- **Exercise aim**: Would you please repeat the data that follows, exactly as it reads?

[Data entries]
______________________________
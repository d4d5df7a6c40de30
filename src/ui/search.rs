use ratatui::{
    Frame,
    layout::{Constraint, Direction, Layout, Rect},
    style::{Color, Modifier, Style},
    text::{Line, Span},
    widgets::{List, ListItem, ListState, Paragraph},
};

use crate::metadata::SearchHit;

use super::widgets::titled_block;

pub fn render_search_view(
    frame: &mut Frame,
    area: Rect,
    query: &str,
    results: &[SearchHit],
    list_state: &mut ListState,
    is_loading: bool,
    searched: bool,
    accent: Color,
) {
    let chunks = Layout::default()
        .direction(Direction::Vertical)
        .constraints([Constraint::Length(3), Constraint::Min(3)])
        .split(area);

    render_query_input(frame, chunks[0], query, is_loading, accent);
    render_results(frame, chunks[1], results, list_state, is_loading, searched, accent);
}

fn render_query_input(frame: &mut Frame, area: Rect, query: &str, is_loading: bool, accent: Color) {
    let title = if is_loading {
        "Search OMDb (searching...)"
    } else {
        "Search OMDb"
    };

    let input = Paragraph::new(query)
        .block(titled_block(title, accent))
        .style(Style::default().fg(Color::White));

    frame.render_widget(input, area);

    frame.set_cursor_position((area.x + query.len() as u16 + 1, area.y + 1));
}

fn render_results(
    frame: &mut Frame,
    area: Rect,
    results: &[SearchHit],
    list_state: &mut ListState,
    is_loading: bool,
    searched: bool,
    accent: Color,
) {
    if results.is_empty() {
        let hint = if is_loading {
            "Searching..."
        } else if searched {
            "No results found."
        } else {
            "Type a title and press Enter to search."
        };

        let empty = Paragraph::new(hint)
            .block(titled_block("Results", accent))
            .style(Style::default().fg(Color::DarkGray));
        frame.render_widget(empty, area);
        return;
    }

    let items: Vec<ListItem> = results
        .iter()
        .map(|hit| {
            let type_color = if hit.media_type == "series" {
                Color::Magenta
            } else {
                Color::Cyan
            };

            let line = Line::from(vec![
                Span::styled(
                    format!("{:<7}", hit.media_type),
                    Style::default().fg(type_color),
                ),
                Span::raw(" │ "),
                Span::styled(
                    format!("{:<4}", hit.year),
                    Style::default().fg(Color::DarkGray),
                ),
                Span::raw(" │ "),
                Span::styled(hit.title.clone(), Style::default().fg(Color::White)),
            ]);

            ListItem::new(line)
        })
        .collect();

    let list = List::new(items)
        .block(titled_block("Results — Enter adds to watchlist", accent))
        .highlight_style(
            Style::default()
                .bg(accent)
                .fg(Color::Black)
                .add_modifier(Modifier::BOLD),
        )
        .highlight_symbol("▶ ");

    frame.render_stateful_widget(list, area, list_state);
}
______________________________
- **Written response**:
repository d4d5df7a6c40de30
filename src/ui/search.rs
use ratatui::{
    Frame,
    layout::{Constraint, Direction, Layout, Rect},
    style::{Color, Modifier, Style},
    text::{Line, Span},
    widgets::{List, ListItem, ListState, Paragraph},
};

use crate::metadata::SearchHit;

use super::widgets::titled_block;

pub fn render_search_view(
    frame: &mut Frame,
    area: Rect,
    query: &str,
    results: &[SearchHit],
    list_state: &mut ListState,
    is_loading: bool,
    searched: bool,
    accent: Color,
) {
    let chunks = Layout::default()
        .direction(Direction::Vertical)
        .constraints([Constraint::Length(3), Constraint::Min(3)])
        .split(area);

    render_query_input(frame, chunks[0], query, is_loading, accent);
    render_results(frame, chunks[1], results, list_state, is_loading, searched, accent);
}

fn render_query_input(frame: &mut Frame, area: Rect, query: &str, is_loading: bool, accent: Color) {
    let title = if is_loading {
        "Search OMDb (searching...)"
    } else {
        "Search OMDb"
    };

    let input = Paragraph::new(query)
        .block(titled_block(title, accent))
        .style(Style::default().fg(Color::White));

    frame.render_widget(input, area);

    frame.set_cursor_position((area.x + query.len() as u16 + 1, area.y + 1));
}

fn render_results(
    frame: &mut Frame,
    area: Rect,
    results: &[SearchHit],
    list_state: &mut ListState,
    is_loading: bool,
    searched: bool,
    accent: Color,
) {
    if results.is_empty() {
        let hint = if is_loading {
            "Searching..."
        } else if searched {
            "No results found."
        } else {
            "Type a title and press Enter to search."
        };

        let empty = Paragraph::new(hint)
            .block(titled_block("Results", accent))
            .style(Style::default().fg(Color::DarkGray));
        frame.render_widget(empty, area);
        return;
    }

    let items: Vec<ListItem> = results
        .iter()
        .map(|hit| {
            let type_color = if hit.media_type == "series" {
                Color::Magenta
            } else {
                Color::Cyan
            };

            let line = Line::from(vec![
                Span::styled(
                    format!("{:<7}", hit.media_type),
                    Style::default().fg(type_color),
                ),
                Span::raw(" │ "),
                Span::styled(
                    format!("{:<4}", hit.year),
                    Style::default().fg(Color::DarkGray),
                ),
                Span::raw(" │ "),
                Span::styled(hit.title.clone(), Style::default().fg(Color::White)),
            ]);

            ListItem::new(line)
        })
        .collect();

    let list = List::new(items)
        .block(titled_block("Results — Enter adds to watchlist", accent))
        .highlight_style(
            Style::default()
                .bg(accent)
                .fg(Color::Black)
                .add_modifier(Modifier::BOLD),
        )
        .highlight_symbol("▶ ");

    frame.render_stateful_widget(list, area, list_state);
}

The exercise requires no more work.